Filter the material below down to the lines with the word "reason" and give those lines.

> **Data for review**:
Segment Open
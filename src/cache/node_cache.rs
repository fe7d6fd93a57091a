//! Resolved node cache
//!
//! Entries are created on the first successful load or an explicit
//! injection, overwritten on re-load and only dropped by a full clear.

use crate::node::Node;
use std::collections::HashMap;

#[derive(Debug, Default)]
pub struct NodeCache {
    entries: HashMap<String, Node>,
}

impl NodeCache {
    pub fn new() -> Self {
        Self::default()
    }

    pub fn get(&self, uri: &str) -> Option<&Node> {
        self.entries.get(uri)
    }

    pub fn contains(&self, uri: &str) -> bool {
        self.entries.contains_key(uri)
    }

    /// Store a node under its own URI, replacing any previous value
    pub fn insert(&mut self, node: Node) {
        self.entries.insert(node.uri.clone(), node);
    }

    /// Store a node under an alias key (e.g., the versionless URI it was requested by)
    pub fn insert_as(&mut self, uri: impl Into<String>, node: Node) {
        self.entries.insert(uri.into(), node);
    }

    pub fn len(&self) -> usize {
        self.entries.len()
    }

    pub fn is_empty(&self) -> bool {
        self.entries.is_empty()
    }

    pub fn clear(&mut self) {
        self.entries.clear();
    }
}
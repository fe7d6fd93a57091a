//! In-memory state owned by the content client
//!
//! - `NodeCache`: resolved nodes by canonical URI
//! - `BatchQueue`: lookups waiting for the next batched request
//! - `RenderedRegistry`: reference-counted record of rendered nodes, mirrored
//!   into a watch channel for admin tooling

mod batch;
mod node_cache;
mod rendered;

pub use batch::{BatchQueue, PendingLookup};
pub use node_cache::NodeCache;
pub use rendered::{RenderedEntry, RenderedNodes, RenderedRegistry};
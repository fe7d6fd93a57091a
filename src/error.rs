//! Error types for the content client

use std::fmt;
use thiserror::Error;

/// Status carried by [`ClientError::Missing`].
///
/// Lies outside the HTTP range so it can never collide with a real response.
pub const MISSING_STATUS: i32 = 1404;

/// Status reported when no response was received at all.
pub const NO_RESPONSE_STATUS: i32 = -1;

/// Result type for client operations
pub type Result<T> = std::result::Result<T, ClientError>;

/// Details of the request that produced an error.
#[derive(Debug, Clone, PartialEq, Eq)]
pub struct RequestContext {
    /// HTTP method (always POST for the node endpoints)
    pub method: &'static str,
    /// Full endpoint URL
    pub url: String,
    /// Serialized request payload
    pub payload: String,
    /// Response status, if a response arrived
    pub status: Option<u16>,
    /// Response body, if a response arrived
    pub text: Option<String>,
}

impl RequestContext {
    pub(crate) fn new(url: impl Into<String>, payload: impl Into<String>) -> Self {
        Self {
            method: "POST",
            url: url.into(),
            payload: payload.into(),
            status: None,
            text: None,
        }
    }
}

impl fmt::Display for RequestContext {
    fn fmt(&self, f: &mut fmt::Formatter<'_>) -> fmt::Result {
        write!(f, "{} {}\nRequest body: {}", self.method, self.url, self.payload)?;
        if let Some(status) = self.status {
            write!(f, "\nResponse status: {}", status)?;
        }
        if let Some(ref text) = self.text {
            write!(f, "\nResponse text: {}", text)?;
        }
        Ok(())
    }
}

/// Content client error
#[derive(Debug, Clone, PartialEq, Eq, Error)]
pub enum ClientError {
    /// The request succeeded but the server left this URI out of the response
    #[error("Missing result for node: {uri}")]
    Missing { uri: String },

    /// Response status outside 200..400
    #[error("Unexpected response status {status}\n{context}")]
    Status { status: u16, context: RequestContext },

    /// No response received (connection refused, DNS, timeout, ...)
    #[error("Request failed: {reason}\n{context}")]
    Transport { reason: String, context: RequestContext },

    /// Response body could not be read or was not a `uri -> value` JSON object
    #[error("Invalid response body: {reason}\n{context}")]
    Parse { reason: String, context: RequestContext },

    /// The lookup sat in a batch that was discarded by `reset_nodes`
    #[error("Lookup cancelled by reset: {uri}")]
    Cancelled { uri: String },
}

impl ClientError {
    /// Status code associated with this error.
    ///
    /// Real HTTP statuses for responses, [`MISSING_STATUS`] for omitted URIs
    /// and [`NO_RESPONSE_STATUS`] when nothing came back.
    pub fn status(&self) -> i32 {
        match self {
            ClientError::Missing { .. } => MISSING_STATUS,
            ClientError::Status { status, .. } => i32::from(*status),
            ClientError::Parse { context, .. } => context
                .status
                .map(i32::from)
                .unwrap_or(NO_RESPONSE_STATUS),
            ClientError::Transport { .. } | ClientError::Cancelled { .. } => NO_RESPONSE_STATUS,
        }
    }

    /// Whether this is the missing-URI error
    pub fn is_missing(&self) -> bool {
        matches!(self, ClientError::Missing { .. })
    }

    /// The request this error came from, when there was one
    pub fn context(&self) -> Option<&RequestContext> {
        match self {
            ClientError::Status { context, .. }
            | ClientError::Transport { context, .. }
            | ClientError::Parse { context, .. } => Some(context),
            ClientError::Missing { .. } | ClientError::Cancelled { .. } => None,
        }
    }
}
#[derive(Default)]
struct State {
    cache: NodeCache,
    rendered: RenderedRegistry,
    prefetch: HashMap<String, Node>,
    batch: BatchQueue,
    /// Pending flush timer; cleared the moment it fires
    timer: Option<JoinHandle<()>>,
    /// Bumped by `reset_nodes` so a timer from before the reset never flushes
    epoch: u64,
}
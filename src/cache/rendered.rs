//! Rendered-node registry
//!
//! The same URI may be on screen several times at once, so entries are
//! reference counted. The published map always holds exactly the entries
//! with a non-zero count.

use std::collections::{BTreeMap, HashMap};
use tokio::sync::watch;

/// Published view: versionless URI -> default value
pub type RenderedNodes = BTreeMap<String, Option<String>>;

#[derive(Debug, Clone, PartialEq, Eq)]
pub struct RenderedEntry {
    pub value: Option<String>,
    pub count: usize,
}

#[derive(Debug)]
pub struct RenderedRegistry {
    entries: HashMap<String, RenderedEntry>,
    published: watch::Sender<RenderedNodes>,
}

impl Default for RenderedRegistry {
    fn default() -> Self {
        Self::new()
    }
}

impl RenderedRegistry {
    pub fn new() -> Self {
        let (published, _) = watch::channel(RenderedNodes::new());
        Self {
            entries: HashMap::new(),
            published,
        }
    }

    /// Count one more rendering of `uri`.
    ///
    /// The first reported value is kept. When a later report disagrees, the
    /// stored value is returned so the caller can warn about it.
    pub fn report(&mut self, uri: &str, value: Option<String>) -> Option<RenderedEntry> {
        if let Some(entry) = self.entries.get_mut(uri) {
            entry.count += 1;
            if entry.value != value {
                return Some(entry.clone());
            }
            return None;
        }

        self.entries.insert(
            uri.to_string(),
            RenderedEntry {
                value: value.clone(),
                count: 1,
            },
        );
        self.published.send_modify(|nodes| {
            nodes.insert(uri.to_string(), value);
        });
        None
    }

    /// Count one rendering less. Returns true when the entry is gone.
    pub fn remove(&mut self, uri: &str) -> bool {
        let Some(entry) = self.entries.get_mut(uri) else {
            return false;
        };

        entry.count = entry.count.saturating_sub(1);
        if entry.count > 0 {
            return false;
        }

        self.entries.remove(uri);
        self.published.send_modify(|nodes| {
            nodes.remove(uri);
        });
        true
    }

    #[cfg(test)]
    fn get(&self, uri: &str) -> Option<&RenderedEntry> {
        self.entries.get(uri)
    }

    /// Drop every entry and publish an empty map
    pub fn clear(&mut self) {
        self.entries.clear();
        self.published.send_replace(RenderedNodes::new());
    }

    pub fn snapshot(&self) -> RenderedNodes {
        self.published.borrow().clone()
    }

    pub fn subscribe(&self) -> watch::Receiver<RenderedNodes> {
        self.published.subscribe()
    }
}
Segment Closed
> **Response for this exercise**:
    #[error("Request failed: {reason}\n{context}")]
    Transport { reason: String, context: RequestContext },
    #[error("Invalid response body: {reason}\n{context}")]
    Parse { reason: String, context: RequestContext },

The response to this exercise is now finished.